На следующее утро наша авиагруппа получила приказ перебазироваться на остров Иводзима. Верховное командование опасалось, что после захвата Сайпана американцы нанесут удар по этому стратегически важному острову. Захват Иводзимы угрожал всей Японии. Великие сражения у Марианских островов вошли в историю. Сайпан не устоял под мощным ударом сил противника. Наши военно-морские силы потерпели сокрушительное поражение, и теперь оперативные соединения американских кораблей безраздельно господствовали на просторах Тихого океана.

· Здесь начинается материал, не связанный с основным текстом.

use std::fmt;
use std::io::{self, Read, Write};
use std::sync::{Arc, Condvar, Mutex};

/// Creates a synchronous in-memory pipe.
///
/// There is no buffer: each write rendezvouses with a read and
/// completes only once a reader has taken bytes from it. One exchange
/// per call - a write may transfer fewer bytes than offered, per the
/// usual `io::Write` contract.
///
/// Closing the writer (or dropping it) gives readers end-of-stream
/// (`Ok(0)`); closing the reader gives writers `ErrorKind::BrokenPipe`.
pub fn pipe() -> (PipeReader, PipeWriter) {
    let shared = Arc::new(Shared {
        state: Mutex::new(State {
            offer: Vec::new(),
            offered: false,
            taken: 0,
            done: false,
            read_closed: false,
            write_closed: false,
        }),
        cond: Condvar::new(),
    });
    (
        PipeReader {
            shared: Arc::clone(&shared),
        },
        PipeWriter { shared },
    )
}

struct State {
    /// Bytes the parked writer is offering.
    offer: Vec<u8>,
    /// A writer is mid-exchange.
    offered: bool,
    /// Bytes the reader took from the current offer.
    taken: usize,
    /// The reader has consumed from the current offer.
    done: bool,
    read_closed: bool,
    write_closed: bool,
}

struct Shared {
    state: Mutex<State>,
    cond: Condvar,
}

/// Read half of a [`pipe`]. End-of-stream after the writer closes.
pub struct PipeReader {
    shared: Arc<Shared>,
}

/// Write half of a [`pipe`]. Blocks until a reader takes the bytes.
pub struct PipeWriter {
    shared: Arc<Shared>,
}

impl PipeReader {
    /// Close the read half. Parked and future writers fail with
    /// `BrokenPipe`. Idempotent.
    pub fn close(&self) {
        let mut state = self.shared.state.lock().unwrap();
        state.read_closed = true;
        self.shared.cond.notify_all();
    }
}

impl PipeWriter {
    /// Close the write half. Readers see end-of-stream. Idempotent.
    pub fn close(&self) {
        let mut state = self.shared.state.lock().unwrap();
        state.write_closed = true;
        self.shared.cond.notify_all();
    }
}

impl Read for PipeReader {
    fn read(&mut self, buf: &mut [u8]) -> io::Result<usize> {
        if buf.is_empty() {
            return Ok(0);
        }
        let mut state = self.shared.state.lock().unwrap();
        loop {
            if state.offered && !state.done {
                let n = buf.len().min(state.offer.len());
                buf[..n].copy_from_slice(&state.offer[..n]);
                state.taken = n;
                state.done = true;
                self.shared.cond.notify_all();
                return Ok(n);
            }
            if state.write_closed {
                return Ok(0);
            }
            if state.read_closed {
                return Err(closed_pipe());
            }
            state = self.shared.cond.wait(state).unwrap();
        }
    }
}

impl Write for PipeWriter {
    fn write(&mut self, buf: &[u8]) -> io::Result<usize> {
        if buf.is_empty() {
            return Ok(0);
        }
        let mut state = self.shared.state.lock().unwrap();

        // One offer at a time; queue behind an exchange in progress.
        loop {
            if state.read_closed || state.write_closed {
                return Err(closed_pipe());
            }
            if !state.offered {
                break;
            }
            state = self.shared.cond.wait(state).unwrap();
        }

        state.offer.clear();
        state.offer.extend_from_slice(buf);
        state.offered = true;
        state.taken = 0;
        state.done = false;
        self.shared.cond.notify_all();

        // Park until a reader takes from the offer.
        loop {
            if state.done {
                let n = state.taken;
                state.offered = false;
                state.done = false;
                state.offer.clear();
                self.shared.cond.notify_all();
                return Ok(n);
            }
            if state.read_closed {
                // Withdraw the offer; nobody is left to take it.
                state.offered = false;
                state.offer.clear();
                self.shared.cond.notify_all();
                return Err(closed_pipe());
            }
            state = self.shared.cond.wait(state).unwrap();
        }
    }

    fn flush(&mut self) -> io::Result<()> {
        // Nothing is buffered: every write already rendezvoused.
        Ok(())
    }
}

impl Drop for PipeReader {
    fn drop(&mut self) {
        self.close();
    }
}

impl Drop for PipeWriter {
    fn drop(&mut self) {
        self.close();
    }
}

impl fmt::Debug for PipeReader {
    fn fmt(&self, f: &mut fmt::Formatter<'_>) -> fmt::Result {
        f.debug_struct("PipeReader").finish_non_exhaustive()
    }
}

impl fmt::Debug for PipeWriter {
    fn fmt(&self, f: &mut fmt::Formatter<'_>) -> fmt::Result {
        f.debug_struct("PipeWriter").finish_non_exhaustive()
    }
}

fn closed_pipe() -> io::Error {
    io::Error::new(io::ErrorKind::BrokenPipe, "pipe is closed")
}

У всех нас вызывало удивление, что остров Иводзима не подвергся вторжению летом 1944 года. Остров вряд ли удалось бы удержать. Небольшая часть сил, захвативших Сайпан, спокойно могла бы высадиться на побережье Иводзимы и быстро сломить слабое сопротивление находящихся на острове японских войск. По неизвестным причинам вторжение было отложено на много месяцев, и за это время армия и флот смогли стянуть на этот стратегически важный остров большое количество живой силы и техники.

Получив приказ организовать оборону острова с воздуха, наша группа могла выделить не более тридцати истребителей Зеро для выполнения поставленной задачи. Тридцать истребителей, тех самых, на которых мне пришлось сражаться в Китае почти пять лет назад. Всего лишь тридцать машин! Но вторжение откладывалось. Мы считали такой поворот событий настоящим чудом.

Мой командир Накадзима сейчас находился в Йокосуке. Спустя месяц после перевода в Рабаул он получил из Токио приказ вернуться в Японию, где должен был в рекордные сроки готовить пополнение. Теперь, проведя почти год на родине, ему предстояло снова уезжать, но на этот раз для участия в самой важной в его жизни кампании.

Я получил приказ явиться к нему.

– Сакаи, почему бы тебе в этот раз не отправиться вместе со мной? – спросил он. – Тебе известно, как важно для меня, чтобы мы снова летали вместе. Плевать мне на врачей, ты был и остаешься отличным летчиком. Каждый твой полет, за которым я наблюдаю, доказывает это. – Он помолчал. – Давай говорить прямо, Сабуро. Тебе лучше других известны весьма сомнительные возможности наших новых летчиков. Я опасаюсь за их жизнь, если им придется столкнуться с новыми американскими самолетами. Нам необходимо чем-то поддержать их боевой дух, вызвать у них страстное желание сражаться. Понимаешь, Сабуро, ты мне нужен. Просто необходим. Для этих людей ты стал почти богом. Если ты будешь летать с нами, их боевой дух окрепнет. Они пойдут за тобой куда угодно.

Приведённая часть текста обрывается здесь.